Eu acho que foi muito bom, muito bom mesmo aquilo ali na tela. Você vendo a Eunice naquele lugar e você se colocando naquele lugar também. O filme é muito bom. O filme faz a gente entrar na tela. E o que salvou o Paulo, eu acho, foi a música. Ele disse: “Mãe, eu fui muito para a música do filme e eu fiquei na música, e o que aliviou o momento mais difícil foi a música”. E quando ele era pequeno, ele tinha aquela maquininha de filmar. E aquilo ali fez com que ele se identificasse, ele vai fazer toda uma relação com a mãe, com aquela mãe, porque a câmera registra aquele momento, mas ela não tem a fala depois, ele vai fazer uma relação muito interessante disso e vai dizer que durante muito tempo não se podia falar disso e agora ele consegue falar. E ele identifica que no cinema foi um silêncio profundo e o Paulo se identifica com aquele silêncio.

E você, o que sentiu ali sentada, na plateia do cinema, ao lado do seu filho?

Olha, até hoje eu tenho uma reação estranha, nesse momento; eu começo a ter uma agonia, uma agonia horrorosa. Há muito tempo eu não conseguia entender isso. Sempre que eu estava em algum lugar que tinha que esperar, eu começava nessa angústia. E sabe o que era? Eu consegui relacionar, depois, que era o tempo em que eu ficava esperando para voltar para a tortura, entendeu? Quando isso vem, me dá uma sensação de desassossego e de desamparo muito grande. Eu estava junto com meu filho ali no cinema, então foi bom. Se eu estivesse sozinha, eu acho que teria sido pior. Mas eu tinha ali ele junto de mim e me deu força para ficar, para ficar revivendo essa história, a história da Eunice, que era uma mulher fantástica, né?

Ao assistir a Ainda Estou Aqui você se colocou no lugar da Eunice?

Sim, isso, lá dentro daquela cela, inclusive, é muito assemelhado aquele lugar que ela está, aquela janela, só! A cela da Oban também só tinha aquela janela.

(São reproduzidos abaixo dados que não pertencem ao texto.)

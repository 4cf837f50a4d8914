//! Google Calendar provider configuration.

use std::collections::HashMap;
use std::time::Duration;

/// Configuration for the Google Calendar provider.
#[derive(Debug, Clone)]
pub struct GoogleConfig {
    /// Calendar every user's events live in. Defaults to `"primary"`.
    pub calendar_id: String,

    /// Base URL of the Calendar API v3.
    pub api_base: String,

    /// Request timeout.
    pub timeout: Duration,

    /// IANA time zone written into inserted and patched events.
    pub time_zone: String,

    /// User agent string for API requests.
    pub user_agent: String,
}

impl Default for GoogleConfig {
    fn default() -> Self {
        Self {
            calendar_id: "primary".to_string(),
            api_base: Self::DEFAULT_API_BASE.to_string(),
            timeout: Duration::from_secs(Self::DEFAULT_TIMEOUT_SECS),
            time_zone: Self::DEFAULT_TIME_ZONE.to_string(),
            user_agent: format!("agenda/{}", env!("CARGO_PKG_VERSION")),
        }
    }
}

impl GoogleConfig {
    /// Default timeout in seconds.
    pub const DEFAULT_TIMEOUT_SECS: u64 = 30;

    pub const DEFAULT_API_BASE: &'static str = "https://www.googleapis.com/calendar/v3";

    pub const DEFAULT_TIME_ZONE: &'static str = "America/Mexico_City";

    pub fn new() -> Self {
        Self::default()
    }

    pub fn with_calendar_id(mut self, id: impl Into<String>) -> Self {
        self.calendar_id = id.into();
        self
    }

    /// Points the client at another API root (a proxy or a test server).
    pub fn with_api_base(mut self, base: impl Into<String>) -> Self {
        self.api_base = base.into();
        self
    }

    pub fn with_timeout(mut self, timeout: Duration) -> Self {
        self.timeout = timeout;
        self
    }

    pub fn with_time_zone(mut self, time_zone: impl Into<String>) -> Self {
        self.time_zone = time_zone.into();
        self
    }

    pub fn with_user_agent(mut self, user_agent: impl Into<String>) -> Self {
        self.user_agent = user_agent.into();
        self
    }

    /// Validates the configuration.
    pub fn validate(&self) -> Result<(), String> {
        if self.calendar_id.trim().is_empty() {
            return Err("calendar_id is required".to_string());
        }

        let base = url::Url::parse(&self.api_base)
            .map_err(|e| format!("invalid api_base '{}': {}", self.api_base, e))?;
        if !matches!(base.scheme(), "http" | "https") {
            return Err(format!("api_base must be http(s), got '{}'", base.scheme()));
        }

        if self.time_zone.trim().is_empty() {
            return Err("time_zone is required".to_string());
        }

        if self.timeout.is_zero() {
            return Err("timeout must be greater than zero".to_string());
        }

        Ok(())
    }
}

/// Supplies the OAuth access token of each chat user.
///
/// Obtaining and refreshing tokens happens outside this crate; the provider
/// only asks for the current one before every call.
pub trait CredentialSource: Send + Sync {
    /// The bearer token for `user_id`, or `None` when the user never
    /// authorized a calendar.
    fn access_token(&self, user_id: &str) -> Option<String>;
}

/// A fixed map of user id to access token.
#[derive(Debug, Clone, Default)]
pub struct StaticCredentials {
    tokens: HashMap<String, String>,
}

impl StaticCredentials {
    pub fn new() -> Self {
        Self::default()
    }

    pub fn with_token(mut self, user_id: impl Into<String>, token: impl Into<String>) -> Self {
        self.insert(user_id, token);
        self
    }

    pub fn insert(&mut self, user_id: impl Into<String>, token: impl Into<String>) {
        self.tokens.insert(user_id.into(), token.into());
    }

    pub fn len(&self) -> usize {
        self.tokens.len()
    }

    pub fn is_empty(&self) -> bool {
        self.tokens.is_empty()
    }
}

impl CredentialSource for StaticCredentials {
    fn access_token(&self, user_id: &str) -> Option<String> {
        self.tokens
            .get(user_id)
            .filter(|token| !token.trim().is_empty())
            .cloned()
    }
}
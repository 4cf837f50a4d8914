//! Command strategies, event resolution and orchestration.
//!
//! This crate turns a chat message into calendar calls:
//! - [`CommandStrategy`] validates a command and builds its request
//! - [`EventResolver`] finds the events an update or delete applies to
//! - [`Orchestrator`] runs the whole pipeline and renders the reply
//!
//! # Example
//!
//! ```rust
//! use std::sync::Arc;
//!
//! use agenda_providers::MemoryProvider;
//! use agenda_service::{Orchestrator, ServiceConfig};
//!
//! # #[tokio::main(flavor = "current_thread")]
//! # async fn main() {
//! let provider = Arc::new(MemoryProvider::new());
//! let orchestrator = Orchestrator::new(provider, ServiceConfig::default());
//!
//! let outcome = orchestrator
//!     .handle("42", "/agendar Gym | mañana 18:00", chrono::Utc::now())
//!     .await;
//! assert!(outcome.is_success());
//! # }
//! ```

mod config;
mod error;
mod orchestrator;
mod resolver;
mod strategy;

pub use config::{DEFAULT_DESCRIPTION, SearchWindows, ServiceConfig};
pub use error::{ServiceError, ServiceResult, ValidationError};
pub use orchestrator::{HELP_HINT, Orchestrator, UNKNOWN_COMMAND_MESSAGE};
pub use resolver::EventResolver;
pub use strategy::{
    CommandStrategy, EventFields, HELP_MESSAGE, Payload, Validated, WELCOME_MESSAGE,
};
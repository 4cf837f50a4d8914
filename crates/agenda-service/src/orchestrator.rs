//! Chat message dispatch.
//!
//! The [`Orchestrator`] turns one chat message into one [`Outcome`]: it
//! classifies the message, runs the matching [`CommandStrategy`], resolves
//! titles for update and delete, applies the calendar calls one at a time
//! and renders the Spanish reply.

use std::sync::Arc;

use agenda_core::civil::EventTime;
use agenda_core::event::{CalendarEventRef, EventPatch, PatchedEvent, SearchQuery};
use agenda_core::format::format_civil;
use agenda_core::{Action, AgendaFormatter, Command};
use agenda_protocol::{DeletedEvent, ErrorCode, Outcome, Request, Response};
use agenda_providers::CalendarProvider;
use chrono::{DateTime, FixedOffset, Utc};
use tracing::{Span, debug, info, warn};

use crate::config::ServiceConfig;
use crate::error::{ServiceError, ServiceResult};
use crate::resolver::EventResolver;
use crate::strategy::{CommandStrategy, Payload};

/// Reply to messages that are not a known command.
pub const UNKNOWN_COMMAND_MESSAGE: &str = "⚠️ No entendí tu comando. Escribe `/help` para ayuda.";

/// Appended to validation failures that do not already point to /help.
pub const HELP_HINT: &str = "\n\nEscribe `/help` para ver los formatos.";

/// Carries chat commands out against a calendar provider.
pub struct Orchestrator {
    provider: Arc<dyn CalendarProvider>,
    resolver: EventResolver,
    formatter: AgendaFormatter,
    config: ServiceConfig,
}

impl Orchestrator {
    pub fn new(provider: Arc<dyn CalendarProvider>, config: ServiceConfig) -> Self {
        let resolver = EventResolver::new(provider.clone(), config.windows);
        let formatter = AgendaFormatter::new(config.offset, config.format.clone());
        Self {
            provider,
            resolver,
            formatter,
            config,
        }
    }

    pub fn config(&self) -> &ServiceConfig {
        &self.config
    }

    /// Handles one chat message from `user_id`, with `now` as the current instant.
    #[tracing::instrument(skip(self, message), fields(action, valid, duration_ms))]
    pub async fn handle(&self, user_id: &str, message: &str, now: DateTime<Utc>) -> Outcome {
        let start = std::time::Instant::now();
        let command = Command::parse(message);
        Span::current().record("action", command.action.as_str());

        let outcome = self.dispatch(user_id, &command, now).await;

        let duration = start.elapsed();
        Span::current().record("valid", outcome.is_valid);
        if tracing::enabled!(tracing::Level::DEBUG) {
            Span::current().record("duration_ms", duration.as_millis());
            debug!(
                action = %command.action,
                success = outcome.is_success(),
                duration_ms = duration.as_millis(),
                "Message handled"
            );
        }
        outcome
    }

    async fn dispatch(&self, user_id: &str, command: &Command, now: DateTime<Utc>) -> Outcome {
        let Some(strategy) = CommandStrategy::for_action(command.action) else {
            debug!(keyword = ?command.keyword, "unknown command");
            return Outcome::rejected(
                Action::Unknown,
                ErrorCode::UnknownCommand,
                UNKNOWN_COMMAND_MESSAGE,
            );
        };
        let action = strategy.action();
        debug!(%action, calendar = action.is_calendar_action(), "dispatching");

        let payload = strategy
            .validate(&command.raw_args, &self.config, now)
            .and_then(|validated| strategy.build_payload(user_id, validated, &self.config));

        let request = match payload {
            Ok(Payload::Info(text)) => return Outcome::info(action, text),
            Ok(Payload::Calendar(request)) => request,
            Err(err) => {
                debug!(%action, error = ?err, "validation failed");
                return Outcome::rejected(action, ErrorCode::Validation, with_help_hint(err.to_string()));
            }
        };

        match self.execute(&request, now).await {
            Ok(response) => {
                let message = self.success_message(&request, &response);
                Outcome::completed(action, request, response, message)
            }
            Err(err) => {
                warn!(
                    %action,
                    user_id = request.user_id(),
                    mutation = request.is_mutation(),
                    error = %err,
                    "command failed"
                );
                let message = err.user_message();
                let response = Response::from_error(err.to_error_response());
                Outcome::completed(action, request, response, message)
            }
        }
    }

    /// Carries out a validated request.
    pub async fn execute(&self, request: &Request, now: DateTime<Utc>) -> ServiceResult<Response> {
        let now_civil: DateTime<FixedOffset> = now.with_timezone(&self.config.offset.fixed());
        debug!(
            user_id = request.user_id(),
            mutation = request.is_mutation(),
            "executing request"
        );
        match request {
            Request::CreateEvent { user_id, event } => {
                let inserted = self
                    .provider
                    .insert_event(user_id, event)
                    .await
                    .map_err(ServiceError::provider)?;
                info!(user_id = %user_id, event_id = %inserted.id, "event created");
                Ok(Response::Created { event: inserted })
            }
            Request::UpdateEvents {
                user_id,
                search_title,
                changes,
            } => {
                let targets = self
                    .resolver
                    .resolve_for_update(user_id, search_title, request.target_start(), now_civil)
                    .await?;
                self.apply_updates(user_id, targets, changes).await
            }
            Request::DeleteEvents {
                user_id,
                search_title,
            } => {
                let targets = self
                    .resolver
                    .resolve_for_delete(user_id, search_title, now_civil)
                    .await?;
                self.apply_deletes(user_id, targets).await
            }
            Request::ListEvents { user_id, window } => {
                let mut events = self
                    .provider
                    .list_events(user_id, &SearchQuery::window(window.clone()))
                    .await
                    .map_err(ServiceError::provider)?;
                events.sort_by(|a, b| a.start.cmp(&b.start));
                Ok(Response::Listed { events })
            }
        }
    }

    /// Patches every target in order; stops at the first failure.
    async fn apply_updates(
        &self,
        user_id: &str,
        targets: Vec<CalendarEventRef>,
        changes: &EventPatch,
    ) -> ServiceResult<Response> {
        let mut patched: Vec<PatchedEvent> = Vec::with_capacity(targets.len());
        for target in targets {
            match self.provider.patch_event(user_id, &target.id, changes).await {
                Ok(event) => {
                    info!(user_id, event_id = %event.id, "event updated");
                    patched.push(event);
                }
                Err(err) if patched.is_empty() => return Err(ServiceError::provider(err)),
                Err(err) => {
                    return Err(ServiceError::PartialFailure {
                        applied: Response::Updated { events: patched },
                        source: err,
                    });
                }
            }
        }
        Ok(Response::Updated { events: patched })
    }

    /// Deletes every target in order; stops at the first failure.
    async fn apply_deletes(
        &self,
        user_id: &str,
        targets: Vec<CalendarEventRef>,
    ) -> ServiceResult<Response> {
        let mut deleted: Vec<DeletedEvent> = Vec::with_capacity(targets.len());
        for target in targets {
            match self.provider.delete_event(user_id, &target.id).await {
                Ok(()) => {
                    info!(user_id, event_id = %target.id, "event deleted");
                    deleted.push(DeletedEvent {
                        id: target.id,
                        summary: target.summary,
                    });
                }
                Err(err) if deleted.is_empty() => return Err(ServiceError::provider(err)),
                Err(err) => {
                    return Err(ServiceError::PartialFailure {
                        applied: Response::Deleted { events: deleted },
                        source: err,
                    });
                }
            }
        }
        Ok(Response::Deleted { events: deleted })
    }

    fn success_message(&self, request: &Request, response: &Response) -> String {
        match (request, response) {
            (Request::CreateEvent { event, .. }, Response::Created { event: inserted }) => {
                let when = EventTime::from_datetime(event.start)
                    .civil(self.config.offset)
                    .map(format_civil)
                    .unwrap_or_default();
                let mut message = format!("✅ **Evento creado:** {}\n🕒 {} hrs", event.title, when);
                if let Some(ref link) = inserted.html_link {
                    message.push_str("\n🔗 ");
                    message.push_str(link);
                }
                message
            }
            (Request::UpdateEvents { .. }, Response::Updated { events }) => {
                let titles: Vec<&str> = events.iter().map(|e| e.summary.as_str()).collect();
                format!(
                    "✅ **{} evento(s) actualizado(s):**\n{}",
                    events.len(),
                    self.formatter.format_titles(&titles)
                )
            }
            (Request::DeleteEvents { .. }, Response::Deleted { events }) => {
                let titles: Vec<&str> = events.iter().map(|e| e.summary.as_str()).collect();
                format!(
                    "🗑️ **{} evento(s) eliminado(s):**\n{}",
                    events.len(),
                    self.formatter.format_titles(&titles)
                )
            }
            (_, Response::Listed { events }) => self.formatter.format_agenda(events),
            _ => String::new(),
        }
    }
}

/// Points the user to /help unless the message already does.
fn with_help_hint(message: String) -> String {
    if message.contains("/help") {
        message
    } else {
        message + HELP_HINT
    }
}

“Da Vida Bruta”, do diretor argentino Roberto Fernández, é um documentário sobre a sua militância na ditadura. Como foi ser a protagonista da sua própria história?

Da Vida Bruta foi uma surpresa para mim. Por quê? Porque ele fala do que aconteceu. Não sou só eu que falo no filme. Eu estou contando uma situação, por exemplo, do movimento estudantil, ele mostra o que era o movimento estudantil. Ele consegue falar de todos os ditadores e quem era cada um. Ele consegue falar das músicas daquele tempo. Ele dá para os jovens uma visão do que foi a ditadura civil-militar. Da Vida Bruta começou a ser filmado logo depois da morte do Alípio (Alípio Freire). Eu fui casada com o Alípio durante 45 anos e ele morreu vítima da Covid-19, em 2021. Então, o Alípio tinha acabado de morrer. Eu estava muito, muito arrasada. Então eu começo o filme assim desalentada, triste e depois vai ganhando força quando eu vou falando. Eu acho que esse passado também é a minha grande força, sabe? Eu acho isso. Se não fosse esse passado eu não seria quem eu sou hoje. Eu não teria a dimensão que eu tenho, tanto da política como das pessoas, da compaixão, da generosidade. A prisão foi um tempo muito importante na minha vida, da resistência à tortura e depois do contato com as mulheres na torre (Presídio Tiradentes); de poder fazer a crítica naquele momento, coletivamente, discutindo as nossas organizações políticas, os equívocos, as grandes conquistas que a gente teve, foi muito importante. Eu me fortaleço muito nesse passado. Ele não me deprime no sentido de que ele me dá uma agonia, às vezes; mas ele me faz ir para a frente. Ele, o passado, é que me dá essa condição de estar fazendo as coisas até hoje. De vez em quando as pessoas dizem: “Mas você não aparenta ter a idade que tem.” Agora, conversando com você, eu acho que é por isso, esse enfrentamento constante, esse enfrentamento na vida que deu essa condição de resistência.